BREAKING: People Like to Walk
This study from the Frontier Group about how people are driving less has gotten a fair amount of play lately, as people struggle to interpret what it means. The most-clipped chart of the week is clipped again below, in case you missed it.
It seems you have to either be in the camp that this is all about the economy, and thus a temporary blip, or some magic of demographic change. For example, it’s because the population is getting older, or because there’s more people living in cities. Since the majority of people who live in metro areas actually live in suburbs that are geared towards cars, I really don’t understand the latter. For example, you’ll drive far more living in a suburb of Atlanta than if you live in a small town in rural Georgia.
How about the obvious answer? People are starting to walk and bike more, and find that they actually like it.

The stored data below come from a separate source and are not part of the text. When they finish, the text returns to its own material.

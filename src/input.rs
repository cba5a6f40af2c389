use egui::{Context, Pos2, PointerButton, Rect};

use crate::geometry::Position;

/// Keys the editor reacts to
#[derive(Debug, Clone, Copy, PartialEq, Eq, Hash)]
pub enum Key {
    Up,
    Down,
    Left,
    Right,
    /// Shrink the selection
    Minus,
    /// Grow the selection
    Equals,
    Delete,
    /// Multi-select modifier
    Control,
    /// Flips intersect-select
    ToggleIntersect,
    /// Clears the selection
    Escape,
    Other,
}

impl From<egui::Key> for Key {
    fn from(key: egui::Key) -> Self {
        match key {
            egui::Key::ArrowUp => Key::Up,
            egui::Key::ArrowDown => Key::Down,
            egui::Key::ArrowLeft => Key::Left,
            egui::Key::ArrowRight => Key::Right,
            egui::Key::Minus => Key::Minus,
            egui::Key::Equals | egui::Key::Plus => Key::Equals,
            egui::Key::Delete | egui::Key::Backspace => Key::Delete,
            egui::Key::I => Key::ToggleIntersect,
            egui::Key::Escape => Key::Escape,
            _ => Key::Other,
        }
    }
}

/// Events the shell forwards into the editor core
#[derive(Debug, Clone, Copy, PartialEq)]
pub enum InputEvent {
    /// Primary button pressed at a canvas position
    PointerDown { position: Position },
    KeyDown { key: Key },
    KeyUp { key: Key },
}

/// Converts raw egui input for one canvas into [`InputEvent`]s.
///
/// Pointer positions are translated into canvas coordinates (relative to the
/// canvas rect's top-left corner). The Ctrl modifier has no key event of its
/// own in egui, so its press and release are derived from modifier changes.
#[derive(Debug, Clone)]
pub struct InputHandler {
    canvas_rect: Rect,
    ctrl_down: bool,
}

impl InputHandler {
    pub fn new(canvas_rect: Rect) -> Self {
        Self {
            canvas_rect,
            ctrl_down: false,
        }
    }

    /// Update the canvas rectangle (e.g. if window is resized)
    pub fn set_canvas_rect(&mut self, rect: Rect) {
        self.canvas_rect = rect;
    }

    pub fn canvas_rect(&self) -> Rect {
        self.canvas_rect
    }

    fn to_canvas(&self, pos: Pos2) -> Position {
        Position::from(pos - self.canvas_rect.min.to_vec2())
    }

    /// Process raw egui input and generate editor events
    pub fn process_input(&mut self, ctx: &Context) -> Vec<InputEvent> {
        ctx.input(|input| {
            self.translate(
                input.modifiers.ctrl,
                input
                    .pointer
                    .button_pressed(PointerButton::Primary)
                    .then(|| input.pointer.interact_pos())
                    .flatten(),
                &input.raw.events,
            )
        })
    }

    fn translate(
        &mut self,
        ctrl: bool,
        pressed_at: Option<Pos2>,
        raw_events: &[egui::Event],
    ) -> Vec<InputEvent> {
        let mut events = Vec::new();

        if ctrl != self.ctrl_down {
            self.ctrl_down = ctrl;
            events.push(if ctrl {
                InputEvent::KeyDown { key: Key::Control }
            } else {
                InputEvent::KeyUp { key: Key::Control }
            });
        }

        for event in raw_events {
            if let egui::Event::Key { key, pressed, .. } = event {
                let key = Key::from(*key);
                if key == Key::Other {
                    continue;
                }
                events.push(if *pressed {
                    InputEvent::KeyDown { key }
                } else {
                    InputEvent::KeyUp { key }
                });
            }
        }

        if let Some(pos) = pressed_at {
            if self.canvas_rect.contains(pos) {
                events.push(InputEvent::PointerDown {
                    position: self.to_canvas(pos),
                });
            }
        }

        events
    }
}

It’s a fun and rewarding way to live.
A few weeks ago, I wrote about how trends come and go in society, and how quickly things can change because of technological change or just that we get sick of something and are “over it” as people like to say.
The car culture took about 100 years to fully mature, and what we have in the US from the late 1990’s through today is its full flowering. In fact, it took until the mid-1990’s before women had driver’s licenses on par with men, and thus equal and full participation in the same auto-oriented way of life.
Maybe what we’re learning is that now that we all have access it, we really don’t like it so much. We don’t like sitting on out asses all the time in traffic, and we actually enjoy using our bodies the way they were meant to be used: upright.